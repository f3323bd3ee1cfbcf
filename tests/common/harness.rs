//! tests/common/harness.rs
use coalesce_timer::{Behavior, CoalescingTimer, TimerConfig};
use std::sync::{
    Arc, Mutex, Once,
    atomic::{AtomicUsize, Ordering},
};
use tokio::time::Instant;
use tracing_subscriber::fmt::format::FmtSpan;

/// Initializes tracing for tests, ensuring it's only done once.
pub fn init_tracing() {
    static TRACING_INIT: Once = Once::new();
    TRACING_INIT.call_once(|| {
        let filter = std::env::var("RUST_LOG")
            .unwrap_or_else(|_| "coalesce_timer=debug".to_string());
        tracing_subscriber::fmt()
            .with_env_filter(filter)
            .with_span_events(FmtSpan::CLOSE)
            .with_test_writer()
            .init();
    });
}

/// A stand-in for an externally owned object a timer acts on, such as an
/// open document that needs periodic saving.
#[derive(Debug, Default)]
pub struct Editor {
    saves: AtomicUsize,
    saved_at: Mutex<Vec<Instant>>,
}

impl Editor {
    pub fn save(&self) {
        self.saves.fetch_add(1, Ordering::SeqCst);
        if let Ok(mut saved_at) = self.saved_at.lock() {
            saved_at.push(Instant::now());
        }
    }

    pub fn saves(&self) -> usize {
        self.saves.load(Ordering::SeqCst)
    }

    pub fn saved_at(&self) -> Vec<Instant> {
        self.saved_at.lock().map(|v| v.clone()).unwrap_or_default()
    }
}

/// A test harness owning an editor and a timer bound to it.
pub struct TestHarness {
    pub editor: Arc<Editor>,
    pub timer: Arc<CoalescingTimer<Editor>>,
}

impl TestHarness {
    pub fn new(behavior: Behavior) -> Self {
        init_tracing();
        let editor = Arc::new(Editor::default());
        let config = TimerConfig::with_behavior(behavior).label("editor.autosave");
        let timer = CoalescingTimer::with_config(&editor, config).unwrap();
        Self {
            editor,
            timer: Arc::new(timer),
        }
    }

    /// Request a save after `delay`.
    pub async fn schedule_save(&self, delay: std::time::Duration) -> coalesce_timer::ArmOutcome {
        self.timer
            .after(delay, |editor: Arc<Editor>| editor.save())
            .await
            .unwrap()
    }
}
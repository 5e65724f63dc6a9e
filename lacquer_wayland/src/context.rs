// Copyright 2026 the Lacquer Authors
// SPDX-License-Identifier: Apache-2.0 OR MIT

//! Connection ownership and the run loop.
//!
//! # Bootstrap
//!
//! ```text
//! connect ──> registry round-trip ──> bind services (fail: missing kinds)
//!         ──> bind outputs + seats, request xdg-output geometry
//!         ──> round-trip (capabilities, geometry)
//!         ──> attach pointer/keyboard/touch per capability
//!         ──> backend ──> round-trip ──> frame timer
//!         ──> one overlay surface per output (unless disabled)
//! ```
//!
//! Any failure drops everything acquired so far before the error returns.
//!
//! # Iteration
//!
//! Each pass of [`Context::run`] performs, in order:
//!
//! 1. a round-trip, then delivery of every queued [`Event`] in arrival
//!    order. Configure events are consumed by the backend and never reach
//!    the handler.
//! 2. painting of every surface, unless the [`RenderState`] suppresses it,
//!    followed by any render deferred on a frame callback.
//! 3. [`Handler::on_update`] with the smoothed delta time, then frame rate
//!    limiting.
//!
//! All `wayland-client` objects are created with the context's own queue
//! handle; there is no embedded mode.

use lacquer_core::cursor::CursorShape;
use lacquer_core::error::{Error, ErrorKind};
use lacquer_core::event::Event;
use lacquer_core::geometry::{Extent, Rect};
use lacquer_core::id::{Arena, OutputId, SeatId, SurfaceId};
use lacquer_core::queue::EventQueue as Pending;
use lacquer_core::render::{Pace, RenderState};
use wayland_client::globals::{GlobalListContents, registry_queue_init};
use wayland_client::protocol::wl_buffer::WlBuffer;
use wayland_client::protocol::wl_compositor::WlCompositor;
use wayland_client::protocol::wl_output::WlOutput;
use wayland_client::protocol::wl_region::WlRegion;
use wayland_client::protocol::wl_registry::{self, WlRegistry};
use wayland_client::protocol::wl_seat::WlSeat;
use wayland_client::protocol::wl_shm::WlShm;
use wayland_client::protocol::wl_shm_pool::WlShmPool;
use wayland_client::protocol::wl_surface::{self, WlSurface};
use wayland_client::{Connection, Dispatch, EventQueue, Proxy, QueueHandle, delegate_noop};
use wayland_protocols::wp::cursor_shape::v1::client::wp_cursor_shape_device_v1::WpCursorShapeDeviceV1;
use wayland_protocols::wp::cursor_shape::v1::client::wp_cursor_shape_manager_v1::WpCursorShapeManagerV1;
use wayland_protocols::wp::fractional_scale::v1::client::wp_fractional_scale_manager_v1::WpFractionalScaleManagerV1;
use wayland_protocols::wp::viewporter::client::wp_viewport::WpViewport;
use wayland_protocols::wp::viewporter::client::wp_viewporter::WpViewporter;
use wayland_protocols::xdg::xdg_output::zv1::client::zxdg_output_manager_v1::ZxdgOutputManagerV1;
use wayland_protocols_wlr::layer_shell::v1::client::zwlr_layer_shell_v1::ZwlrLayerShellV1;
use wayland_protocols_wlr::screencopy::v1::client::zwlr_screencopy_manager_v1::ZwlrScreencopyManagerV1;

use crate::backend::{Backend, BackendCtx, FrameInfo, RenderFrame, RenderView};
use crate::capture::{self, CaptureSession};
use crate::config::{Config, SurfaceOptions};
use crate::cursor::CursorEngine;
use crate::globals::Globals;
use crate::handler::Handler;
use crate::output::{self, Output};
use crate::seat::{self, Seat};
use crate::shm::SharedBuffer;
use crate::surface::{self, LayerSurface};
use crate::timer::FrameTimer;

/// Protocol state mutated by dispatch.
#[derive(Debug)]
pub(crate) struct State {
    pub(crate) globals: Globals,
    pub(crate) outputs: Arena<OutputId, Output>,
    pub(crate) seats: Arena<SeatId, Seat>,
    pub(crate) surfaces: Arena<SurfaceId, LayerSurface>,
    pub(crate) events: Pending<Event>,
    /// Surfaces whose deferred render became due.
    pub(crate) deferred: Vec<SurfaceId>,
    /// Outputs announced after bootstrap that still need surfaces.
    pub(crate) new_outputs: Vec<OutputId>,
    pub(crate) cursor: CursorEngine,
    pub(crate) capture: Option<CaptureSession>,
    /// Whether seat devices are created as soon as capabilities arrive.
    pub(crate) devices_armed: bool,
}

impl State {
    /// Drops a surface and every reference to it.
    fn remove_surface(&mut self, id: SurfaceId) -> bool {
        let Some(mut surface) = self.surfaces.remove(id) else {
            return false;
        };
        Backend::unassociate(&mut surface);
        drop(surface);
        for (_, seat) in self.seats.iter_mut() {
            seat.forget_surface(id);
        }
        self.deferred.retain(|d| *d != id);
        true
    }

    /// Drops an output together with the surfaces created for it.
    fn remove_output(&mut self, id: OutputId) {
        let doomed: Vec<SurfaceId> = self
            .surfaces
            .iter()
            .filter(|(_, s)| s.output() == Some(id))
            .map(|(sid, _)| sid)
            .collect();
        for sid in doomed {
            self.remove_surface(sid);
        }
        self.outputs.remove(id);
        self.new_outputs.retain(|o| *o != id);
        tracing::debug!(?id, "output removed");
    }
}

/// Owner of the compositor connection, its objects, and the run loop.
pub struct Context {
    // Fields drop in order; the connection goes last.
    backend: Option<Backend>,
    state: State,
    queue: EventQueue<State>,
    qh: QueueHandle<State>,
    timer: FrameTimer,
    config: Config,
    render_state: RenderState,
    running: bool,
    conn: Connection,
}

impl std::fmt::Debug for Context {
    fn fmt(&self, f: &mut std::fmt::Formatter<'_>) -> std::fmt::Result {
        f.debug_struct("Context")
            .field("outputs", &self.state.outputs.len())
            .field("seats", &self.state.seats.len())
            .field("surfaces", &self.state.surfaces.len())
            .field("backend", &self.backend)
            .field("render_state", &self.render_state)
            .field("running", &self.running)
            .finish_non_exhaustive()
    }
}

fn roundtrip_error(err: impl std::fmt::Display) -> Error {
    tracing::error!(%err, "round-trip failed");
    ErrorKind::ROUNDTRIP.into()
}

fn backend_ctx<'a>(
    conn: &'a Connection,
    globals: &'a Globals,
    qh: &'a QueueHandle<State>,
    config: &Config,
) -> BackendCtx<'a> {
    BackendCtx {
        conn,
        shm: &globals.shm,
        qh,
        frame_callbacks: config.request_frame_callbacks,
    }
}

★ ★ ★

### Work request:
Copy every line from the records above that contains the word "AtomicUsize".

### Response for this exercise:
    atomic::{AtomicUsize, Ordering},
    saves: AtomicUsize,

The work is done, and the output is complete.